Blockchain ile tedarik zinciri
Sadece gıda tedarik zinciri yönetimini iyileştirmekle kalmayıp aynı zamanda dyaşam kalitesini de artırabilecek çözüm var. Blockchain teknolojisi, çok ihtiyaç duyulan şeffaflığı, izlenebilirliği ve gizliliği mümkün hale getiriyor. Ayrıca farklı taraflar arasında koordinasyonu sağlıyor. Böylelikle küresel tedarik zincirinde daha fazla gıda erişimi ve kalite iyileştirmeleri gerekiyor.
Günümüzün tedarik zinciri yönetimi yaklaşımının zorluklarını hisseden şirketlerden biri Silal’dır . Kalite ve tazeliğe olan bağlılığıyla bilinen tarım teknolojisi alanında yerleşik bir oyuncu olmasına rağmen, Silal’ın taze ürün bölümü olan Silal Fresh, tedarik zinciri boyunca ürünlerini izlemekte zorluk çekiyordu. İzlenebilirlikteki boşluklar, gıda kalitesiyle ilgili sorunların nereden kaynaklandığını gösteriyor. Bunu belirleme açısından gıda güvenliği açısından zorluklar yaratabiliyor.
Ürünler tedarik zinciri boyunca temas noktasından temas noktasına geçse bile, genellikle aralarında iletişim eksikliği olur. Aslında, tedarik zinciri liderlerinin %45’i yalnızca birinci kademe tedarikçilerine görünürlüğe sahip. Ayrıca yalnızca %7’si çok kademeli şeffaflığa sahip. Bu, tedarik zinciri esnekliğinin eksikliğine neden olur. Perakendecilerin yalnızca geleceklerini bilmedikleri için kesintileri tahmin etmelerini zorlaştırır. Ayrıca, öğeleri gerçek zamanlı olarak verimli bir şekilde takip edememe ve izleme olanağının olmamasının yanı sıra ürünlerin menşeini kanıtlama zorluğuna da yol açar. Takip eksikliği, kalite güvencesinin eksikliğine ve kapsamlı uyumluluk raporlamasının yapılamamasına neden olur. Son olarak, iletişim eksikliği, alt akış finansörlerinden kopuk kalan üst akış tedarikçileri için finansmana erişim eksikliğine neden olabilir.
Günümüz tedarik zincirinde, bilgi paylaşımı söz konusu olduğunda bir simetri eksikliği var.
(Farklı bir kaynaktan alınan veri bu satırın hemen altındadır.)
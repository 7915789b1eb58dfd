//! Property-based tests for the solver's core invariants, run over small
//! randomly generated instances so each case stays a tractable ILP solve.
//!
//! Every generated subject is deliberately pure lecture or pure lab (never
//! both) so that classroom-kind compatibility (invariant 7) can be checked
//! directly from the persisted `Assignment` shape, which carries no session
//! field of its own.

use std::collections::{HashMap, HashSet};

use proptest::prelude::*;

use campus_timetable_solver::ai::NoopAdvisor;
use campus_timetable_solver::config::{ConstraintConfig, SolveRequest, Status};
use campus_timetable_solver::domain::{AvailabilityMask, Batch, Classroom, Faculty, RoomKind, Subject};
use campus_timetable_solver::pipeline;
use campus_timetable_solver::repository::InMemoryRepository;
use campus_timetable_solver::solver::CancellationToken;

fn make_subject(id: u32, is_lab: bool, hours: u32) -> Subject {
    Subject {
        id,
        code: format!("SUB{id}"),
        lecture_hours: if is_lab { 0 } else { hours },
        lab_hours: if is_lab { hours } else { 0 },
        elective_group: None,
    }
}

proptest! {
    #![proptest_config(ProptestConfig::with_cases(24))]

    #[test]
    fn invariants_hold_for_small_random_instances(
        is_lab_a in any::<bool>(),
        hours_a in 0u32..=3,
        is_lab_b in any::<bool>(),
        hours_b in 0u32..=3,
        n_faculty in 1usize..=3,
        faculty_cap in 2u32..=8,
        n_classrooms in 1usize..=2,
        classroom_capacity in 10u32..=60,
        student_count in 5u32..=40,
        seed in 0i64..1000,
    ) {
        let subjects = vec![
            make_subject(1, is_lab_a, hours_a),
            make_subject(2, is_lab_b, hours_b),
        ];
        // Alternate room kinds so both session kinds have a home to land in.
        let classrooms: Vec<Classroom> = (0..n_classrooms)
            .map(|i| Classroom {
                id: i as u32 + 1,
                capacity: classroom_capacity,
                kind: if i % 2 == 0 { RoomKind::Lecture } else { RoomKind::Lab },
                availability: AvailabilityMask::full(),
            })
            .collect();
        // Every faculty member is qualified for both subjects, so a missing
        // qualification is never the reason a case is skipped below.
        let faculty: Vec<Faculty> = (0..n_faculty)
            .map(|i| Faculty {
                id: i as u32 + 1,
                max_daily_classes: faculty_cap,
                availability: AvailabilityMask::full(),
                teachable: subjects.iter().map(|s| s.id).collect::<HashSet<_>>(),
            })
            .collect();
        let batch = Batch {
            id: 1,
            student_count,
            enrolled_subjects: subjects.iter().map(|s| s.id).collect(),
        };

        let repo = InMemoryRepository::new(
            classrooms.clone(),
            faculty.clone(),
            subjects.clone(),
            vec![batch.clone()],
        );
        let request = SolveRequest {
            batch_ids: vec![1],
            constraints: ConstraintConfig::default(),
            use_ai_suggestions: false,
            time_budget_ms: 2_000,
            seed,
            worker_count: 1,
        };
        let advisor = NoopAdvisor;
        let cancel = CancellationToken::new();

        let response = match pipeline::solve(&repo, request, &advisor, &cancel) {
            Ok(r) => r,
            // A degenerate instance (e.g. zero capacity fitting nobody) is a
            // `DataError`, which is outside what this property is about.
            Err(_) => return Ok(()),
        };

        let classroom_by_id: HashMap<_, _> = classrooms.iter().map(|c| (c.id, c)).collect();
        let faculty_by_id: HashMap<_, _> = faculty.iter().map(|f| (f.id, f)).collect();
        let subject_by_id: HashMap<_, _> = subjects.iter().map(|s| (s.id, s)).collect();

        // Invariant: every assignment only ever references known entities.
        for a in &response.assignments {
            prop_assert_eq!(a.batch_id, batch.id);
            prop_assert!(classroom_by_id.contains_key(&a.classroom_id));
            prop_assert!(faculty_by_id.contains_key(&a.faculty_id));
            prop_assert!(subject_by_id.contains_key(&a.subject_id));
        }

        // Invariants: at most one assignment per (batch|classroom|faculty, cell).
        let mut batch_cells = HashSet::new();
        let mut classroom_cells = HashSet::new();
        let mut faculty_cells = HashSet::new();
        for a in &response.assignments {
            let cell = (a.day_name.clone(), a.time_slot.clone());
            prop_assert!(batch_cells.insert((a.batch_id, cell.clone())));
            prop_assert!(classroom_cells.insert((a.classroom_id, cell.clone())));
            prop_assert!(faculty_cells.insert((a.faculty_id, cell)));
        }

        // Invariant: faculty daily cap is never exceeded.
        let mut per_faculty_day: HashMap<(u32, String), u32> = HashMap::new();
        for a in &response.assignments {
            *per_faculty_day.entry((a.faculty_id, a.day_name.clone())).or_insert(0) += 1;
        }
        for ((fid, _), count) in &per_faculty_day {
            prop_assert!(*count <= faculty_by_id[fid].max_daily_classes);
        }

        // Invariant: on success, every enrolled subject is covered exactly
        // as many hours as it requires -- no partial schedules.
        if response.status == Status::Success {
            let mut per_subject_count: HashMap<u32, u32> = HashMap::new();
            for a in &response.assignments {
                *per_subject_count.entry(a.subject_id).or_insert(0) += 1;
            }
            for subject_id in &batch.enrolled_subjects {
                let required = subject_by_id[subject_id].required_hours();
                let scheduled = per_subject_count.get(subject_id).copied().unwrap_or(0);
                prop_assert_eq!(scheduled, required);
            }
            prop_assert!(response.conflicts.is_empty());
        }

        // Invariant: classroom capacity and kind are respected by every
        // placed class (kind is inferred unambiguously since every
        // generated subject is pure lecture or pure lab).
        for a in &response.assignments {
            let classroom = classroom_by_id[&a.classroom_id];
            prop_assert!(classroom.capacity >= batch.student_count);
            let subject = subject_by_id[&a.subject_id];
            if subject.lab_hours > 0 {
                prop_assert_eq!(classroom.kind, RoomKind::Lab);
            } else {
                prop_assert!(matches!(classroom.kind, RoomKind::Lecture | RoomKind::Seminar));
            }
        }
    }
}
//! The problem builder: turns entity tables plus a [`ConstraintConfig`]
//! into a sparse 0/1 ILP model.
//!
//! A dense `batch * day * slot * classroom * subject * faculty` boolean
//! tensor, left to constraints to zero out most of, is correct but wastes
//! orders of magnitude of memory and build time; here only the *eligible*
//! tuples are enumerated up front, the same pre-filtering idea a simpler
//! course/room/timeslot model applies to its own candidate triples.

use std::collections::{HashMap, HashSet};

use good_lp::{constraint, variable, Constraint, Expression, ProblemVariables, Variable};
use itertools::Itertools;
use log::{info, trace};

use crate::config::ConstraintConfig;
use crate::domain::{
    Batch, BatchId, Cell, Classroom, ClassroomId, Faculty, FacultyId, RoomKind, SessionKind,
    Subject, SubjectId, DAYS,
};
use crate::error::SolverError;

/// A weight on the consecutive-lab bonus small enough never to outweigh a
/// single unit of the primary minimax objective (`L`).
const CONSECUTIVE_LAB_BONUS_WEIGHT: f64 = 0.01;

/// Identifies one sparse decision variable `x[b,s,session,f,c,cell]`.
#[derive(Debug, Clone, Copy, PartialEq, Eq, Hash)]
pub struct VarKey {
    pub batch: BatchId,
    pub subject: SubjectId,
    pub session: SessionKind,
    pub faculty: FacultyId,
    pub classroom: ClassroomId,
    pub cell: Cell,
}

/// The output of the problem builder: variables, constraints and an
/// objective, ready for the solver driver to hand to `good_lp`.
pub struct BuiltModel {
    pub problem: ProblemVariables,
    pub var_map: HashMap<VarKey, Variable>,
    pub objective: Expression,
    pub minimize: bool,
    pub constraints: Vec<Constraint>,
}

pub fn build(
    batches: &[Batch],
    classrooms: &[Classroom],
    faculty: &[Faculty],
    subjects: &[Subject],
    config: &ConstraintConfig,
) -> Result<BuiltModel, SolverError> {
    let subject_by_id: HashMap<SubjectId, &Subject> = subjects.iter().map(|s| (s.id, s)).collect();

    for batch in batches {
        let mut seen = HashSet::new();
        for subject_id in &batch.enrolled_subjects {
            if !seen.insert(*subject_id) {
                return Err(SolverError::DataError(format!(
                    "batch {} enrolls subject {} more than once",
                    batch.id, subject_id
                )));
            }
            if !subject_by_id.contains_key(subject_id) {
                return Err(SolverError::DataError(format!(
                    "batch {} enrolls unknown subject {}",
                    batch.id, subject_id
                )));
            }
        }
    }

    info!(
        "building model for {} batches, {} classrooms, {} faculty, {} subjects",
        batches.len(),
        classrooms.len(),
        faculty.len(),
        subjects.len()
    );

    let mut problem = ProblemVariables::new();
    let mut keys: Vec<VarKey> = Vec::new();

    for batch in batches {
        for subject_id in &batch.enrolled_subjects {
            let subject = subject_by_id[subject_id];
            for (session, hours) in subject.sessions() {
                let eligible_faculty: Vec<&Faculty> = faculty
                    .iter()
                    .filter(|f| f.teachable.contains(&subject.id))
                    .collect();
                let eligible_classrooms: Vec<&Classroom> = classrooms
                    .iter()
                    .filter(|c| {
                        (config.allow_classroom_kind_mismatch || c.kind.matches(session))
                            && c.capacity >= batch.student_count
                    })
                    .collect();

                let mut eligible_cells: HashSet<Cell> = HashSet::new();
                for f in &eligible_faculty {
                    for c in &eligible_classrooms {
                        for cell in Cell::all() {
                            if f.availability.is_available(cell) && c.availability.is_available(cell)
                            {
                                keys.push(VarKey {
                                    batch: batch.id,
                                    subject: subject.id,
                                    session,
                                    faculty: f.id,
                                    classroom: c.id,
                                    cell,
                                });
                                eligible_cells.insert(cell);
                            }
                        }
                    }
                }

                // Count distinct cells, not `(faculty, classroom, cell)` triples:
                // classroom exclusivity (constraint 2) already bounds each cell to at
                // most one class, so a cell reachable via several qualified faculty or
                // matching classrooms is still only one hour of actual supply, not
                // several.
                if (eligible_cells.len() as u32) < hours {
                    return Err(SolverError::DataError(format!(
                        "subject {} ({:?}) for batch {} requires {} hours but only {} eligible \
                         distinct (day, slot) cells exist \
                         (qualified faculty: {}, matching classrooms: {})",
                        subject.code,
                        session,
                        batch.id,
                        hours,
                        eligible_cells.len(),
                        eligible_faculty.len(),
                        eligible_classrooms.len(),
                    )));
                }
            }
        }
    }

    if keys.is_empty() {
        return Err(SolverError::DataError(
            "no eligible assignment variables could be constructed from the given batches".into(),
        ));
    }

    trace!(
        "generated {} sparse decision variables (dense tensor would have been much larger)",
        keys.len()
    );

    let vars = problem.add_vector(variable().binary(), keys.len());
    let var_map: HashMap<VarKey, Variable> = keys.into_iter().zip(vars).collect();

    let mut constraints = Vec::new();

    // Constraint 1: batch exclusivity.
    info!("adding batch exclusivity constraints");
    for batch in batches {
        for cell in Cell::all() {
            let occ: Expression = var_map
                .iter()
                .filter(|(k, _)| k.batch == batch.id && k.cell == cell)
                .map(|(_, v)| *v)
                .sum();
            constraints.push(constraint!(occ <= 1));
        }
    }

    // Constraint 2: classroom exclusivity.
    info!("adding classroom exclusivity constraints");
    for room in classrooms {
        for cell in Cell::all() {
            let occ: Expression = var_map
                .iter()
                .filter(|(k, _)| k.classroom == room.id && k.cell == cell)
                .map(|(_, v)| *v)
                .sum();
            constraints.push(constraint!(occ <= 1));
        }
    }

    // Constraint 3: faculty exclusivity.
    info!("adding faculty exclusivity constraints");
    for f in faculty {
        for cell in Cell::all() {
            let occ: Expression = var_map
                .iter()
                .filter(|(k, _)| k.faculty == f.id && k.cell == cell)
                .map(|(_, v)| *v)
                .sum();
            constraints.push(constraint!(occ <= 1));
        }
    }

    // Constraint 4: faculty daily cap.
    info!("adding faculty daily cap constraints");
    for f in faculty {
        let cap = config.faculty_daily_cap_override.unwrap_or(f.max_daily_classes);
        for day in 0..DAYS as u8 {
            let load: Expression = var_map
                .iter()
                .filter(|(k, _)| k.faculty == f.id && k.cell.day == day)
                .map(|(_, v)| *v)
                .sum();
            constraints.push(constraint!(load <= cap as f64));
        }
    }

    // Constraint 5: subject coverage (hard equality; missing from the
    // source, which only ever upper-bounds occupancy).
    info!("adding subject coverage constraints");
    for batch in batches {
        for subject_id in &batch.enrolled_subjects {
            let subject = subject_by_id[subject_id];
            for (session, hours) in subject.sessions() {
                let scheduled: Expression = var_map
                    .iter()
                    .filter(|(k, _)| {
                        k.batch == batch.id && k.subject == subject.id && k.session == session
                    })
                    .map(|(_, v)| *v)
                    .sum();
                constraints.push(constraint!(scheduled == hours as f64));
            }
        }
    }

    // Constraint 9 (optional): reward consecutive lab cells on the same day.
    // Implemented as a *linked* bonus term (see DESIGN.md for the contrast
    // with an earlier, unlinked attempt) -- each indicator is bounded
    // above by both of the occupancy expressions it bridges, so the
    // solver cannot claim the bonus without actually placing both lab
    // cells.
    let mut consecutive_bonus: Expression = Expression::from(0.0);
    if config.require_consecutive_labs {
        info!("adding consecutive-lab bonus terms");
        for batch in batches {
            for subject_id in &batch.enrolled_subjects {
                let subject = subject_by_id[subject_id];
                if subject.lab_hours < 2 {
                    continue;
                }
                for day in 0..DAYS as u8 {
                    for slot in 0..(crate::domain::SLOTS_PER_DAY as u8 - 1) {
                        let cell_a = Cell::new(day, slot);
                        let cell_b = Cell::new(day, slot + 1);
                        let occ_a: Expression = var_map
                            .iter()
                            .filter(|(k, _)| {
                                k.batch == batch.id
                                    && k.subject == subject.id
                                    && k.session == SessionKind::Lab
                                    && k.cell == cell_a
                            })
                            .map(|(_, v)| *v)
                            .sum();
                        let occ_b: Expression = var_map
                            .iter()
                            .filter(|(k, _)| {
                                k.batch == batch.id
                                    && k.subject == subject.id
                                    && k.session == SessionKind::Lab
                                    && k.cell == cell_b
                            })
                            .map(|(_, v)| *v)
                            .sum();
                        let pair = problem.add(variable().binary());
                        constraints.push(constraint!(pair <= occ_a));
                        constraints.push(constraint!(pair <= occ_b));
                        consecutive_bonus += pair;
                    }
                }
            }
        }
    }

    // Objective. Primary: maximize total scheduled classes -- but
    // constraint 5 already pins this, so the effective objective (when
    // enabled) is the minimax faculty workload: minimize L subject to
    // per-(faculty, day) load <= L.
    let total_scheduled: Expression = var_map.values().map(|v| Expression::from(*v)).sum();

    let (objective, minimize) = if config.minimize_max_load {
        info!("adding minimax workload-balance objective (L)");
        let load_var = problem.add(variable().min(0.0));
        for f in faculty {
            for day in 0..DAYS as u8 {
                let load: Expression = var_map
                    .iter()
                    .filter(|(k, _)| k.faculty == f.id && k.cell.day == day)
                    .map(|(_, v)| *v)
                    .sum();
                constraints.push(constraint!(load <= load_var));
            }
        }
        (
            Expression::from(load_var) - CONSECUTIVE_LAB_BONUS_WEIGHT * consecutive_bonus,
            true,
        )
    } else {
        (
            total_scheduled + CONSECUTIVE_LAB_BONUS_WEIGHT * consecutive_bonus,
            false,
        )
    };

    Ok(BuiltModel {
        problem,
        var_map,
        objective,
        minimize,
        constraints,
    })
}

/// Counts distinct faculty ids referenced in the built variable set, a
/// cheap sanity figure logged by the solver driver before invoking HiGHs.
pub fn distinct_faculty(var_map: &HashMap<VarKey, Variable>) -> usize {
    var_map.keys().map(|k| k.faculty).unique().count()
}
Yukarı akış tedarikçilerinin rekabet avantajını korumak için operasyonları, fiyatlandırma ve kaynakları hakkında bilgi saklama olasılığı daha yüksek olacaktır. Ancak, aşağı akış perakendecileri ürünleri ve malları hakkında bu bilgileri bilmek istiyor. Ne yazık ki, eski veri yönetim araçları genellikle bilgi paylaşımı üzerinde bu tür ayrıntılı kontrol sağlama yeteneğinden yoksundur.